CARDIO ON AN EMPTY STOMACH: DOES IT BURN MORE FAT?

Even though this is more a strength oriented website, most athletes still do some form of cardio and, let’s face it, most of us do it to look good. So fat loss is a topic worth covering.

For ages, people have gotten up at ungodly hours and performed cardio following the logic that since they were exercising with an empty stomach, the body has no other choice but to burn fat. It sounds great, but is it true? Despite the fact that I believe that cardio is unnecessary to get lean (there, I said it), let’s have a closer look at cardio in a fastened state.

In short, no, cardio on an empty stomach is not more effective. Long answer? Let’s read on.

While it is true that the body will use mainly fatty acids as an energy source when performing any exercise on an empty stomach, this doesn’t necessarily mean that you will lose more body fat. How so? In the end, what matters are the overall calories being burned. So while someone who does cardio in the AM might use up more fatty acids than someone who does cardio in the PM, they still burn the same amount of calories. Now, if we assume a caloric deficit, they will both lose weight.

I personally have issues with doing cardio in a fasted state for two reasons. First, there is a drop in performance so the overall amount of calories being burned is lower than if the athlete had consumed some food beforehand.

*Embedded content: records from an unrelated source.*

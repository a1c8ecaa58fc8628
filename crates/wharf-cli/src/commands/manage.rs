//! Management commands: ps, logs, rm, config

use anyhow::{Context, Result};
use std::sync::Arc;
use wharf_config::EngineConfig;
use wharf_core::{Container, Engine, LogFormat, LogOptions};

/// List containers, only the running ones unless `all`
pub async fn ps(engine: &Engine, all: bool) -> Result<()> {
    let containers: Vec<Arc<Container>> = engine
        .list()
        .await
        .into_iter()
        .filter(|c| all || c.is_running())
        .collect();

    // Column widths
    const ID_WIDTH: usize = 12;
    const IMAGE_WIDTH: usize = 12;
    const COMMAND_WIDTH: usize = 24;
    const CREATED_WIDTH: usize = 20;

    println!(
        "{:<ID_WIDTH$}  {:<IMAGE_WIDTH$}  {:<COMMAND_WIDTH$}  {:<CREATED_WIDTH$}  STATUS",
        "CONTAINER ID", "IMAGE", "COMMAND", "CREATED"
    );

    for container in containers {
        let config = container.config();
        let command = truncate(&format!("\"{}\"", config.command_line()), COMMAND_WIDTH);
        let created = container.created().format("%Y-%m-%d %H:%M:%S").to_string();
        println!(
            "{:<ID_WIDTH$}  {:<IMAGE_WIDTH$}  {:<COMMAND_WIDTH$}  {:<CREATED_WIDTH$}  {}",
            container.short_id(),
            truncate(&config.image, IMAGE_WIDTH),
            command,
            created,
            container.state().describe()
        );
    }

    Ok(())
}

fn truncate(s: &str, width: usize) -> String {
    if s.chars().count() <= width {
        return s.to_string();
    }
    let mut out: String = s.chars().take(width.saturating_sub(3)).collect();
    out.push_str("...");
    out
}

/// Print a container's log, following it while the container runs
pub async fn logs(engine: &Engine, container: &str, format: LogFormat, follow: bool) -> Result<()> {
    let options = LogOptions {
        format,
        follow,
        ..LogOptions::default()
    };
    let reader = engine.logs(container, options).await?;
    let mut stdout = tokio::io::stdout();
    reader.copy_to(&mut stdout).await?;
    Ok(())
}

/// Remove a stopped container
pub async fn remove(engine: &Engine, container: &str, purge_logs: bool) -> Result<()> {
    let id = engine.remove(container, purge_logs).await?;
    println!("{}", id.short());
    Ok(())
}

/// Show or edit the configuration file
pub async fn config(edit: bool) -> Result<()> {
    let config_path = EngineConfig::config_path()?;

    if edit {
        let editor = std::env::var("EDITOR").unwrap_or_else(|_| "vi".to_string());

        // Create config file with defaults if it doesn't exist
        if !config_path.exists() {
            EngineConfig::default().save()?;
            println!("Created default config at {:?}", config_path);
        }

        std::process::Command::new(&editor)
            .arg(&config_path)
            .status()
            .context(format!("Failed to open editor: {}", editor))?;
    } else if config_path.exists() {
        let content = std::fs::read_to_string(&config_path)?;
        println!("# Config file: {:?}\n", config_path);
        println!("{}", content);
    } else {
        println!("# Config file: {:?} (not created yet)\n", config_path);
        println!("# Default configuration:");
        let content = toml::to_string_pretty(&EngineConfig::default())?;
        println!("{}", content);
        println!("\n# Run 'wharf config --edit' to create and edit the config file.");
    }

    Ok(())
}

Secondly, there is muscle loss. Foods (glycogen and amino acid) are anti-catabolic and so they help prevent muscle loss during exercise. If muscle is lost, that means your metabolism will slow down, hence you will have to diet stricter to achieve the same results. Now for me, muscle loss is one of the worst things that can happen. As a natural athlete, you are bound to lose some muscle during a diet as is (if everything goes well, you will lose 1lbs. of muscle for every 3lbs. of fat), but you shouldn’t try to create a situation where you are endangering your precious muscle tissue.

If you feel the need to separate cardio from weight training, at least have some BCAA’s beforehand to avoid catabolism. Otherwise, do it after you hit the weights; your glycogen stores will then be empty and fatty acids will be used for energy.